In production, it is recommended to enable secret rotation. I recommend reading AWS Secret Manager Construct library and to checkout this AWS CDK issue on Creating Aurora Serverless Cluster using a RDS Construct.

Step 4: Review

So let’s review it by walking through

  • Test – check if the database is up and running
  • Warm-up – see how the database responds while still warming up
  • Init – create the database schema and fill it with initial data
  • Select – see how to query the database
  • Transaction – simple example on how to execute the transaction
  • Batch – optimize your insert/update statements by creating a batch statement

TEST

Call {HTTPENDPOINT}/?action=test and it will display current Capacity of the cluster. Capacity 0 means that there are no servers available behind the proxy at the moment. Here is the code behind it:

var params = {
 DBClusterIdentifier: process.env.DBCLUSTERID
}
var res = await RDS.describeDBClusters(params).promise()
var serverStatus = 'DOWN'
if (res.DBClusters[0].Capacity > 0) {
        serverStatus = 'UP';      
}

If the cluster is down we will not be able to execute our queries. Therefore we need to warm it up.

WARM-UP

Call {HTTPENDPOINT}/?action=warmup and lambda will try to call SELECT 1 and check if database connection is up and server is responding. If it took more than five minutes (secondsUntilAutoPause: 300) from initializing the database cluster till you called this URL your database server will be stopped (Current Capacity: 0). First Data API call to its proxy will start the initialization of the database cluster and you will have to wait for it to start for 30-60s.

In the meantime your calls may fail due to timeouts. Check the Lambda CDK definition and you’ll see that we set the execution timeout to 60s. Unfortunately, the Data API’s executeStatement which has its own timeout of ~12 seconds does not have distinct code for warm-up period so you will end up with the response similar to this:

{
     "message": "Communications link failure\n\nThe last packet sent successfully to the server was 0 milliseconds ago.
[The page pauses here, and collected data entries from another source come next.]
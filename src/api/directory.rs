//! Mentor and mentee directory endpoints.

use axum::extract::State;

use super::{success, ApiResult};
use crate::auth::{authorize, Action, MaybeUser, Resource};
use crate::models::{Role, UserProfile};
use crate::AppState;

/// GET /api/mentors - All mentors, without credentials.
pub async fn list_mentors(
    State(state): State<AppState>,
    MaybeUser(user): MaybeUser,
) -> ApiResult<Vec<UserProfile>> {
    authorize(user.as_ref(), Resource::Directory, Action::Read)?;

    let mentors = state.users.list_by_role(Role::Mentor).await?;
    success(mentors)
}

/// GET /api/mentees - All mentees, without credentials.
pub async fn list_mentees(
    State(state): State<AppState>,
    MaybeUser(user): MaybeUser,
) -> ApiResult<Vec<UserProfile>> {
    authorize(user.as_ref(), Resource::Directory, Action::Read)?;

    let mentees = state.users.list_by_role(Role::Mentee).await?;
    success(mentees)
}
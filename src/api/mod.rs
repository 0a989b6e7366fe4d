//! REST API module.
//!
//! Contains all API routes and handlers following the frontend contract.

mod accounts;
mod contacts;
mod directory;
mod files;
mod projects;
mod reviews;

pub use accounts::*;
pub use contacts::*;
pub use directory::*;
pub use files::*;
pub use projects::*;
pub use reviews::*;

use axum::{
    http::StatusCode,
    response::{IntoResponse, Response},
    Json,
};
use serde::Serialize;

use crate::errors::AppError;

/// Success response envelope for read endpoints.
#[derive(Debug, Serialize)]
pub struct ApiResponse<T: Serialize> {
    pub success: bool,
    pub data: T,
}

impl<T: Serialize> ApiResponse<T> {
    pub fn new(data: T) -> Self {
        Self {
            success: true,
            data,
        }
    }
}

impl<T: Serialize> IntoResponse for ApiResponse<T> {
    fn into_response(self) -> Response {
        (StatusCode::OK, Json(self)).into_response()
    }
}

/// Response type that can be either success or error.
pub type ApiResult<T> = Result<ApiResponse<T>, AppError>;

/// Create a successful API response.
pub fn success<T: Serialize>(data: T) -> ApiResult<T> {
    Ok(ApiResponse::new(data))
}
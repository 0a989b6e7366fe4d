//! User model and the directory view exposed to the frontend.

use serde::{Deserialize, Serialize};

/// Role a user holds on the platform.
#[derive(Debug, Clone, Copy, Serialize, Deserialize, PartialEq, Eq)]
#[serde(rename_all = "snake_case")]
pub enum Role {
    Mentor,
    Mentee,
    ProjectCoordinator,
    Hod,
}

impl Role {
    pub fn as_str(&self) -> &'static str {
        match self {
            Role::Mentor => "mentor",
            Role::Mentee => "mentee",
            Role::ProjectCoordinator => "project_coordinator",
            Role::Hod => "hod",
        }
    }

    pub fn from_str(s: &str) -> Option<Self> {
        match s {
            "mentor" => Some(Role::Mentor),
            "mentee" => Some(Role::Mentee),
            "project_coordinator" => Some(Role::ProjectCoordinator),
            "hod" => Some(Role::Hod),
            _ => None,
        }
    }
}

/// A registered user, including credentials. Never serialized to clients.
#[derive(Debug, Clone)]
pub struct User {
    pub id: String,
    pub name: Option<String>,
    pub email: String,
    pub password: Option<String>,
    pub role: Role,
    pub mentor_id: Option<String>,
    pub created_at: String,
}

/// Directory entry for a user. The password column is never selected into this view.
#[derive(Debug, Clone, Serialize, Deserialize)]
#[serde(rename_all = "camelCase")]
pub struct UserProfile {
    pub id: String,
    #[serde(skip_serializing_if = "Option::is_none")]
    pub name: Option<String>,
    pub email: String,
    pub role: Role,
    #[serde(skip_serializing_if = "Option::is_none")]
    pub mentor_id: Option<String>,
    pub created_at: String,
}

/// Request body for POST /api/signup.
#[derive(Debug, Clone, Deserialize)]
#[serde(rename_all = "camelCase")]
pub struct SignupRequest {
    #[serde(default)]
    pub name: Option<String>,
    pub email: String,
    pub password: String,
    pub role: Role,
    #[serde(default)]
    pub mentor_id: Option<String>,
}

/// Request body for POST /api/login.
#[derive(Debug, Clone, Deserialize)]
#[serde(rename_all = "camelCase")]
pub struct LoginRequest {
    pub email: String,
    pub password: String,
}
//! Mathematical utilities: kernels, weighted least squares, sandwich variances
//! and distribution quantiles.

pub mod kernel;
pub mod sandwich;
pub mod stats;
pub mod wls;

pub use kernel::*;
pub use sandwich::*;
pub use stats::*;
pub use wls::*;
The driver has not received any packets from the server.",
     "code": "BadRequestException",
     "time": "2019-08-23T08:01:51.007Z",
     "requestId": "d35da7a0-f749-4219-b80e-f3f1e9be5d7b",
     "statusCode": 400,
     "retryable": false,
     "retryDelay": 59.6895016023675
}

You’ll have to look for BadRequestException code and parse the message for Communications link failure. You can respect retryDelay from this response.

Of course, 30-60s for a website to load is a nightmare. Therefore this solution is still not a good option for public web sites but it is fine for private web sites that can present you with Loading … message.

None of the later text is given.